Adverse events were relatively low in the overall patient population, with 238 of 2,815 patients (8.5 %) experiencing a total of 260 adverse events during a mean follow-up of 21 months and a follow-up of 5 years in 74 patients. The most frequent adverse event in our population was PPD (band slippage or pouch dilatation), which occurred in 118 patients (4.2 %). The only other adverse events that occurred in more than 1 % of patients were tubing/access port problems (
n = 35; 1.2 %) and band explantation (
n = 35; 1.2 %). The rates of adverse events observed in this study are on the low end of those reported in the literature,[
15,
18], although others have also reported similarly low rates [
17]. Adverse events may be influenced by surgical technique (e.g., pars flaccida, which was used exclusively in the present study, vs. perigastric) [
39], the type of band used, frequency of follow-up (but not necessarily adjustments), and surgeon experience [
11]. Nine (0.3 %) patients in this study population died over the 5 years encompassed by the analysis. In the eight patients for whom causes of death could be ascertained, none was believed to be related to LAGB treatment.
An additional consideration influencing the rate of long-term LAGB complications pertains to the differences in healthcare systems in various countries.
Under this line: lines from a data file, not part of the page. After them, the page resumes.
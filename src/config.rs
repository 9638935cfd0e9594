//! Configuration for EmberKV
//!
//! Centralized configuration with sensible defaults. Read once at startup;
//! only the snapshot schedule can change afterwards (see `CONFIG SET`).

use crate::error::{EmberError, Result};
use crate::snapshot::SnapshotFormat;

/// Main configuration for an EmberKV instance
#[derive(Debug, Clone)]
pub struct Config {
    // -------------------------------------------------------------------------
    // Snapshot Location
    // -------------------------------------------------------------------------
    /// Base location for snapshot files.
    /// Either a local directory (`./data`) or an object storage prefix
    /// (`s3://bucket/prefix`). Every resolved snapshot name must stay inside it.
    pub dir: String,

    /// Snapshot filename template, relative to `dir`.
    /// May contain `{timestamp}`. Empty disables autoload and shutdown saves.
    pub dbfilename: String,

    // -------------------------------------------------------------------------
    // Snapshot Behaviour
    // -------------------------------------------------------------------------
    /// Default format used by `SAVE` without an explicit format,
    /// by scheduled saves and by the shutdown save
    pub snapshot_format: SnapshotFormat,

    /// Optional 5-field cron expression for periodic saves
    pub snapshot_cron: Option<String>,

    // -------------------------------------------------------------------------
    // Keyspace Layout
    // -------------------------------------------------------------------------
    /// Number of independently locked keyspace shards
    /// (also the number of data files in a sharded snapshot)
    pub shard_count: usize,

    /// Number of logical databases (`SELECT 0..db_count`)
    pub db_count: usize,
}

impl Default for Config {
    fn default() -> Self {
        Self {
            dir: "./emberkv_data".to_string(),
            dbfilename: "dump-{timestamp}".to_string(),
            snapshot_format: SnapshotFormat::Sharded,
            snapshot_cron: None,
            shard_count: 4,
            db_count: 16,
        }
    }
}

impl Config {
    /// Create a new config builder
    pub fn builder() -> ConfigBuilder {
        ConfigBuilder::default()
    }

    /// Check values that cannot be expressed in the type system
    pub fn validate(&self) -> Result<()> {
        if self.dir.trim().is_empty() {
            return Err(EmberError::Config("dir must not be empty".to_string()));
        }
        if self.shard_count == 0 || self.shard_count > 9999 {
            return Err(EmberError::Config(format!(
                "shard_count must be within 1..=9999, got {}",
                self.shard_count
            )));
        }
        if self.db_count == 0 || self.db_count > u16::MAX as usize {
            return Err(EmberError::Config(format!(
                "db_count must be within 1..={}, got {}",
                u16::MAX,
                self.db_count
            )));
        }
        Ok(())
    }
}

/// Builder for Config
#[derive(Default)]
pub struct ConfigBuilder {
    config: Config,
}

impl ConfigBuilder {
    /// Set the base snapshot location (local directory or `s3://bucket/prefix`)
    pub fn dir(mut self, dir: impl Into<String>) -> Self {
        self.config.dir = dir.into();
        self
    }

    /// Set the snapshot filename template
    pub fn dbfilename(mut self, template: impl Into<String>) -> Self {
        self.config.dbfilename = template.into();
        self
    }

    /// Set the default snapshot format
    pub fn snapshot_format(mut self, format: SnapshotFormat) -> Self {
        self.config.snapshot_format = format;
        self
    }

    /// Set the snapshot schedule (5-field cron expression)
    pub fn snapshot_cron(mut self, expr: impl Into<String>) -> Self {
        self.config.snapshot_cron = Some(expr.into());
        self
    }

    /// Set the number of keyspace shards
    pub fn shard_count(mut self, count: usize) -> Self {
        self.config.shard_count = count;
        self
    }

    /// Set the number of logical databases
    pub fn db_count(mut self, count: usize) -> Self {
        self.config.db_count = count;
        self
    }

    pub fn build(self) -> Config {
        self.config
    }
}
//! Record stream format
//!
//! Shared by single-file snapshots and shard data files.
//!
//! ## File Format
//! ```text
//! ┌─────────────────────────────────────────────────────────────┐
//! │ Header (16 bytes)                                           │
//! │   Magic: "EMBR" (4) | Version: u16 (2) | Kind: u8 (1)       │
//! │   Reserved: u8 (1)  | RecordCount: u64 (8)                  │
//! ├─────────────────────────────────────────────────────────────┤
//! │ Body (variable)                                             │
//! │   [Len: u32][bincode(db, key, value)]                       │
//! │   ... repeated for each key ...                             │
//! ├─────────────────────────────────────────────────────────────┤
//! │ Footer (4 bytes)                                            │
//! │   BodyCRC: u32                                              │
//! └─────────────────────────────────────────────────────────────┘
//! ```
//!
//! All integers are little-endian.

use serde::Serialize;

use crate::error::{EmberError, Result};
use crate::keyspace::Value;

use super::SnapshotRecord;

/// Magic bytes identifying an EmberKV record stream
pub(crate) const MAGIC: &[u8; 4] = b"EMBR";

/// Current record stream version
pub(crate) const VERSION: u16 = 1;

/// Header size: Magic (4) + Version (2) + Kind (1) + Reserved (1) + Count (8)
pub(crate) const HEADER_SIZE: usize = 16;

/// Footer size: BodyCRC (4)
pub(crate) const FOOTER_SIZE: usize = 4;

/// What a record stream file is
#[derive(Debug, Clone, Copy, PartialEq, Eq)]
#[repr(u8)]
pub enum FileKind {
    /// A complete single-file snapshot (a main file)
    SingleFile = 1,

    /// One shard of a sharded snapshot (never a main file)
    Shard = 2,
}

impl FileKind {
    fn from_byte(byte: u8) -> Result<Self> {
        match byte {
            1 => Ok(FileKind::SingleFile),
            2 => Ok(FileKind::Shard),
            other => Err(EmberError::Codec(format!("unknown file kind {}", other))),
        }
    }
}

/// Borrowed form of `SnapshotRecord`; serializes identically
#[derive(Serialize)]
struct RecordRef<'a> {
    db: u16,
    key: &'a [u8],
    value: &'a Value,
}

/// Builds a record stream in memory
pub struct RecordWriter {
    buf: Vec<u8>,
    hasher: crc32fast::Hasher,
    record_count: u64,
}

impl RecordWriter {
    /// Start a stream of the given kind
    ///
    /// Writes the header immediately; the record count is patched in `finish()`.
    pub fn new(kind: FileKind) -> Self {
        let mut buf = Vec::with_capacity(4096);
        buf.extend_from_slice(MAGIC);
        buf.extend_from_slice(&VERSION.to_le_bytes());
        buf.push(kind as u8);
        buf.push(0); // Reserved
        buf.extend_from_slice(&0u64.to_le_bytes()); // Placeholder for record count

        Self {
            buf,
            hasher: crc32fast::Hasher::new(),
            record_count: 0,
        }
    }

    /// Append one key
    pub fn push(&mut self, db: usize, key: &[u8], value: &Value) -> Result<()> {
        let db = u16::try_from(db)
            .map_err(|_| EmberError::Codec(format!("database index {} does not fit u16", db)))?;
        let record = RecordRef { db, key, value };
        let encoded = bincode::serialize(&record).map_err(|e| EmberError::codec("encode record", e))?;
        let len = u32::try_from(encoded.len())
            .map_err(|_| EmberError::Codec(format!("record of {} bytes is too large", encoded.len())))?;

        let len_bytes = len.to_le_bytes();
        self.buf.extend_from_slice(&len_bytes);
        self.buf.extend_from_slice(&encoded);
        self.hasher.update(&len_bytes);
        self.hasher.update(&encoded);
        self.record_count += 1;
        Ok(())
    }

    /// Number of records written so far
    pub fn record_count(&self) -> u64 {
        self.record_count
    }

    /// Patch the header and append the footer
    pub fn finish(mut self) -> Vec<u8> {
        self.buf[8..16].copy_from_slice(&self.record_count.to_le_bytes());
        let crc = self.hasher.finalize();
        self.buf.extend_from_slice(&crc.to_le_bytes());
        self.buf
    }
}

/// Parse a complete record stream, checking it is of `expected` kind
pub fn read_records(data: &[u8], expected: FileKind) -> Result<Vec<SnapshotRecord>> {
    if data.len() < HEADER_SIZE + FOOTER_SIZE {
        return Err(EmberError::Codec(format!(
            "file too short: {} bytes",
            data.len()
        )));
    }

    // Validate header
    if &data[0..4] != MAGIC {
        return Err(EmberError::Codec(format!(
            "invalid magic: expected EMBR, got {:?}",
            &data[0..4]
        )));
    }
    let version = u16::from_le_bytes([data[4], data[5]]);
    if version != VERSION {
        return Err(EmberError::Codec(format!("unsupported version: {}", version)));
    }
    let kind = FileKind::from_byte(data[6])?;
    if kind != expected {
        return Err(EmberError::Codec(format!(
            "expected a {:?} file, found a {:?} file",
            expected, kind
        )));
    }
    let mut count_bytes = [0u8; 8];
    count_bytes.copy_from_slice(&data[8..16]);
    let record_count = u64::from_le_bytes(count_bytes);

    // Validate checksum before parsing anything in the body
    let body_end = data.len() - FOOTER_SIZE;
    let body = &data[HEADER_SIZE..body_end];
    let mut crc_bytes = [0u8; 4];
    crc_bytes.copy_from_slice(&data[body_end..]);
    let expected_crc = u32::from_le_bytes(crc_bytes);
    let actual_crc = crc32fast::hash(body);
    if expected_crc != actual_crc {
        return Err(EmberError::Codec(format!(
            "checksum mismatch: expected {:08x}, computed {:08x}",
            expected_crc, actual_crc
        )));
    }

    // Parse records: [len(4)][bincode]
    let mut records = Vec::new();
    let mut pos = 0;
    while pos < body.len() {
        if pos + 4 > body.len() {
            return Err(EmberError::Codec("truncated record length".to_string()));
        }
        let len = u32::from_le_bytes([body[pos], body[pos + 1], body[pos + 2], body[pos + 3]]) as usize;
        pos += 4;

        if pos + len > body.len() {
            return Err(EmberError::Codec(format!(
                "truncated record: expected {} bytes, {} left",
                len,
                body.len() - pos
            )));
        }
        let record: SnapshotRecord = bincode::deserialize(&body[pos..pos + len])
            .map_err(|e| EmberError::codec("decode record", e))?;
        pos += len;
        records.push(record);
    }

    if records.len() as u64 != record_count {
        return Err(EmberError::Codec(format!(
            "record count mismatch: header says {}, found {}",
            record_count,
            records.len()
        )));
    }

    Ok(records)
}
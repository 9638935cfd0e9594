//! EmberKV Server Binary
//!
//! Opens the engine and serves commands from a line-oriented console on
//! stdin. `SHUTDOWN` or end of input saves and exits.

use std::io::{self, BufRead, Write};

use clap::Parser;
use emberkv::protocol::{render_reply, split_args, Command, Reply};
use emberkv::snapshot::SnapshotFormat;
use emberkv::{Config, Engine, Session};
use tracing_subscriber::{fmt, EnvFilter};

/// EmberKV Server
#[derive(Parser, Debug)]
#[command(name = "emberkv-server")]
#[command(about = "In-memory key-value store with point-in-time snapshots")]
#[command(version)]
struct Args {
    /// Snapshot directory, or s3://bucket/prefix
    #[arg(short, long, default_value = "./emberkv_data")]
    dir: String,

    /// Snapshot filename template; may contain {timestamp}, empty disables autoload
    #[arg(long, default_value = "dump-{timestamp}")]
    dbfilename: String,

    /// Cron expression for scheduled saves, e.g. "*/15 * * * *"
    #[arg(long)]
    snapshot_cron: Option<String>,

    /// Default snapshot format: RDB (single file) or DF (sharded)
    #[arg(short, long, default_value = "DF")]
    format: SnapshotFormat,

    /// Number of keyspace shards
    #[arg(short, long, default_value = "4")]
    shards: usize,

    /// Number of logical databases
    #[arg(long, default_value = "16")]
    databases: usize,
}

fn main() {
    // Initialize tracing/logging
    let filter = EnvFilter::try_from_default_env()
        .unwrap_or_else(|_| EnvFilter::new("info,emberkv=debug"));

    fmt()
        .with_env_filter(filter)
        .with_writer(io::stderr)
        .with_target(true)
        .with_thread_ids(true)
        .init();

    let args = Args::parse();

    tracing::info!("EmberKV Server v{}", emberkv::VERSION);
    tracing::info!("Snapshot directory: {}", args.dir);

    // Build config from args
    let mut builder = Config::builder()
        .dir(&args.dir)
        .dbfilename(&args.dbfilename)
        .snapshot_format(args.format)
        .shard_count(args.shards)
        .db_count(args.databases);
    if let Some(cron) = &args.snapshot_cron {
        builder = builder.snapshot_cron(cron);
    }
    let config = builder.build();

    // Open engine (autoload happens here)
    let engine = match Engine::open(config) {
        Ok(e) => e,
        Err(e) => {
            tracing::error!("Failed to open engine: {}", e);
            std::process::exit(1);
        }
    };

    tracing::info!("Engine initialized successfully");

    if let Err(e) = serve(&engine) {
        tracing::error!("Console error: {}", e);
    }

    engine.shutdown();
    tracing::info!("Server stopped");
}

/// Read commands until `SHUTDOWN` or end of input
fn serve(engine: &Engine) -> io::Result<()> {
    let stdin = io::stdin();
    let mut stdout = io::stdout();
    let mut session = Session::new();

    for line in stdin.lock().lines() {
        let args = match split_args(&line?) {
            Ok(args) if args.is_empty() => continue,
            Ok(args) => args,
            Err(e) => {
                writeln!(stdout, "{}", render_reply(&Reply::from(&e)))?;
                continue;
            }
        };

        if args[0].eq_ignore_ascii_case(b"SHUTDOWN") || args[0].eq_ignore_ascii_case(b"QUIT") {
            break;
        }

        let reply = Command::parse(&args)
            .and_then(|command| engine.execute(&mut session, command))
            .unwrap_or_else(|e| {
                tracing::debug!(command = %String::from_utf8_lossy(&args[0]), error = %e, "Command failed");
                Reply::from(&e)
            });
        writeln!(stdout, "{}", render_reply(&reply))?;
        stdout.flush()?;
    }
    Ok(())
}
In Canada, there may be a greater tendency to revise the band or port rather than explant the device because wait times for revision procedures such as gastric bypass surgery may be as long as 3 years. In contrast, revision surgery to remove the band and perform a second procedure may be more readily available in the USA and Europe. This may lead to higher rates of explantation or secondary procedures rather than band retention with revision. Other local and regional factors could influence the frequency of selected long-term complications and their management.
Additionally, the percentage of patients LFU in this study was low (19 %) considering its long-term nature. We recognize that patients who are lost to follow-up may not be captured in the reporting of adverse events, and it is possible that some patients who underwent band explantation did not report this to our clinic. However, the nature of the Canadian healthcare system and the limited access to revision surgery would likely encourage patients with adverse events to follow up with the clinic at which the band was implanted. LFU patients are not captured in the weight loss data beyond their last follow-up time point, and therefore we cannot make any assumptions as to whether weight loss was maintained, increased, or decreased over time. This limitation is common to all long-term studies of bariatric surgeries, many of which do not report the rates of LFU, thereby affecting the generalizability of the data presented.
Overall, the present study adds to a growing literature establishing the medium- to long-term stability of weight loss with LAGB. Notably, the 5-year weight loss experience in the outpatient setting reported here is consistent with other long-term studies demonstrating clinically meaningful and sustained weight loss outcomes with LAGB.[
3] Consequently, the maintenance of weight loss, combined with the low rates of adverse events and the ability to routinely perform the procedure in an outpatient setting, makes LAGB one of several effective surgical options for obese patients. As all bariatric surgery procedures require long-term behavioral and lifestyle changes by the patient, it is important that the clinician consider both the safety and efficacy of the surgery, along with patient preferences, to determine the most appropriate plan for the individual patient.